我が国独自で開発されてくるベクターがヒトへの導入を考えたデザインであること、また導入される遺伝子がヒト由来の遺伝子である事を考えると、生体内での安定性、安全性および有効性については、ヒトに最も近縁な霊長類をもちいて評価する必要がある。このためには動物実験倫理をふまえた上で、霊長類をもちいた検査の効率的な評価基準の作成と基準に基づく評価システムの確立が緊急の課題である。本研究班では異なる機能を持つ研究グループを置き、霊長類を用いたex vivo、器官培養、個体での遺伝子治療法の評価システムを確立することを目的としている。
研究方法
1)諸外国における遺伝子治療法の評価に関する情報の収集と国内でのベクター開発の現状を調査し、評価研究対象とする遺伝子導入法を検討する。平成10年度はわが国で独自に開発されたセンダイウイルスベクターを中心に、霊長類を用いた個体での評価系について調査を進めた。2)マカカ属サル類をもちいて評価を行うグループはカニクイザルで新規開発ベクターとして、センダイウイルスベクターおよびマウスレトロウイルスベクター及びアデノ随伴ウイルスベクターを対象に以下の研究を進めた。

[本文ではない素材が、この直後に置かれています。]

#[async_trait]
impl MessageStore for InMemoryStore {
    async fn create_messages(
        &self,
        workspace: &str,
        session: &str,
        messages: Vec<NewMessage>,
    ) -> StoreResult<Vec<Message>> {
        let mut workspaces = self.workspaces.write().await;
        let state = active_mut(&mut workspaces, workspace, session)?;

        let mut created = Vec::with_capacity(messages.len());
        for message in messages {
            // Authors join the session on their first message.
            state
                .peers
                .entry(message.peer_name().to_string())
                .or_default();
            let stored = message.into_message(workspace, session);
            state.messages.push(stored.clone());
            created.push(stored);
        }
        Ok(created)
    }

    async fn list_messages(&self, workspace: &str, session: &str) -> StoreResult<Vec<Message>> {
        let workspaces = self.workspaces.read().await;
        Ok(active(&workspaces, workspace, session)?.messages.clone())
    }

    /// Newest-first until the next message would exceed the ceiling, then
    /// returned oldest-first. The window is contiguous: one oversized
    /// message ends it even if older, smaller ones would still fit.
    async fn recent_messages(
        &self,
        workspace: &str,
        session: &str,
        token_ceiling: u32,
    ) -> StoreResult<Vec<Message>> {
        let workspaces = self.workspaces.read().await;
        let state = active(&workspaces, workspace, session)?;

        let mut used: u64 = 0;
        let mut window: Vec<Message> = state
            .messages
            .iter()
            .rev()
            .take_while(|m| {
                used += u64::from(m.token_count);
                used <= u64::from(token_ceiling)
            })
            .cloned()
            .collect();
        window.reverse();
        Ok(window)
    }

    async fn search_messages(
        &self,
        workspace: &str,
        session: &str,
        query: &str,
        semantic: bool,
    ) -> StoreResult<Vec<Message>> {
        if semantic {
            debug!("Semantic search not supported by in-memory store, using keyword match");
        }
        let workspaces = self.workspaces.read().await;
        let state = active(&workspaces, workspace, session)?;
        let needle = query.to_lowercase();

        Ok(state
            .messages
            .iter()
            .filter(|m| m.content.to_lowercase().contains(&needle))
            .cloned()
            .collect())
    }
}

in vitroでの有効性の評価に供する主要臓器の初代培養細胞系の確立を目的とした組織分配、骨髄幹細胞の同定、純化、培養法を確立しマウスレトロウイルスの骨髄幹細胞を標的とした遺伝子導入効率の検討、ドラッグデリバリーシステム評価として、骨髄幹細胞の採取法、in vivoへの移植法およびGFP遺伝子を組み込んだマウスレトロウイルスを導入した幹細胞の移植方法の確立、サルでのパーキンソン病モデルおよび多発性硬化症モデルの開発と、治療に用いるアデノ随伴ウイルスにGFP遺伝子を導入しサル脳内への接種実験。3)チンパンジーを用いるグループは安楽殺を避けて遺伝子治療評価を行うため、バイオプシー技術の開発を主体に研究を進めた。MRIによる体内臓器の画像解析と脳の3次元マップの作成。バイオプシー技術の確立をめざし胃内視鏡、消化管(大腸)内視鏡のチンパンジーへの応用とバイオプシー材料の光学顕微鏡、及び電子顕微鏡検索を行った。4)サル類疾患モデルの胚や配偶子の保存方法の開発、さらに遺伝子治療法の生殖細胞への影響の評価システム開発を目指素グループは、霊長類の凍結生殖細胞特性解析、未熟卵細胞の成熟培養、体外受精などについて基盤技術の確立を試みた。 5)各種霊長類由来細胞の初代培養技術開発グループは、不死化技術、凍結技術の開発を進めている。本年度はサル胎児由来大脳皮質ニューロンの凍結初代培養系でもシナプス結合が形成されること、またヘルペスウイルス・サイミリを用いてチンパンジーのT及びBリンパ球の不死化、サル類胎児由来腎、肝、消化管、脾、皮膚、肺等の細胞培養等を試みた。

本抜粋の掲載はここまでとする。